Your task »
In the data below, how many lines contain the string "matcher"? Reply with the number only.

(Given records)

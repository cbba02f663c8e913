//! Composing patterns from fragments.
//!
//! Builds a few patterns with the fluent API, prints their sources and runs
//! them against sample text. Engine decisions are logged through `tracing`.
//!
//! Run with: `RUST_LOG=zeroreg=trace cargo run --example compose`

use tracing_subscriber::EnvFilter;
use zeroreg::patterns;
use zeroreg::prelude::*;

fn main() -> Result<()> {
    tracing_subscriber::fmt()
        .with_env_filter(EnvFilter::from_default_env())
        .init();

    println!("zeroreg Composition Example");
    println!("===========================\n");

    // Example 1: Phone numbers
    println!("1. Phone numbers...");
    let phone = optional("+")
        .then(digits(3))
        .then("-")
        .then(digits(3))
        .then("-")
        .then(digits(4));
    println!("   Source: {phone}");
    for m in phone.find_all("Call 555-123-4567 or +555-987-6543")? {
        println!("   Found: '{}' at {}..{}", m.text, m.start, m.end);
    }

    // Example 2: Named captures
    println!("\n2. Named captures...");
    let date = capture_named(digits(4), "year")
        .then("-")
        .then(capture_named(digits(2), "month"))
        .then("-")
        .then(capture_named(digits(2), "day"));
    println!("   Source: {date}");
    if let Some(m) = date.find("Released on 2024-03-15.")? {
        for (name, value) in &m.named {
            println!("   {name} = {value}");
        }
    }

    // Example 3: Lookaround compiles on the backtracking engine
    println!("\n3. Lookaround...");
    let price = lookbehind("$").then(digit().one_or_more());
    let matcher = price.to_regex()?;
    println!("   Source: {price} (backtracking: {})", matcher.is_fancy());
    println!(
        "   Rewritten: {}",
        price.replace_all("Pay $100 now, $25 later", "<amount>")?
    );

    // Example 4: Ready-made patterns
    println!("\n4. Catalogue...");
    for (name, input) in [
        ("email", "user@example.com"),
        ("uuid", "550e8400-e29b-41d4-a716-446655440000"),
        ("semver", "v1.0.0"),
    ] {
        if let Some(pattern) = patterns::lookup(name) {
            println!("   {name} {input:?}: {}", pattern.is_match(input)?);
        }
    }

    // Example 5: Errors surface at compile time, not while building
    println!("\n5. Invalid syntax...");
    let broken = raw("(unclosed").then(digit());
    match broken.to_regex() {
        Ok(_) => println!("   Unexpectedly compiled"),
        Err(err) => println!("   Error: {err}"),
    }

    println!("\nCache: {:?}", zeroreg::GLOBAL_CACHE.stats());
    Ok(())
}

(End Given records)

Result for this task »
2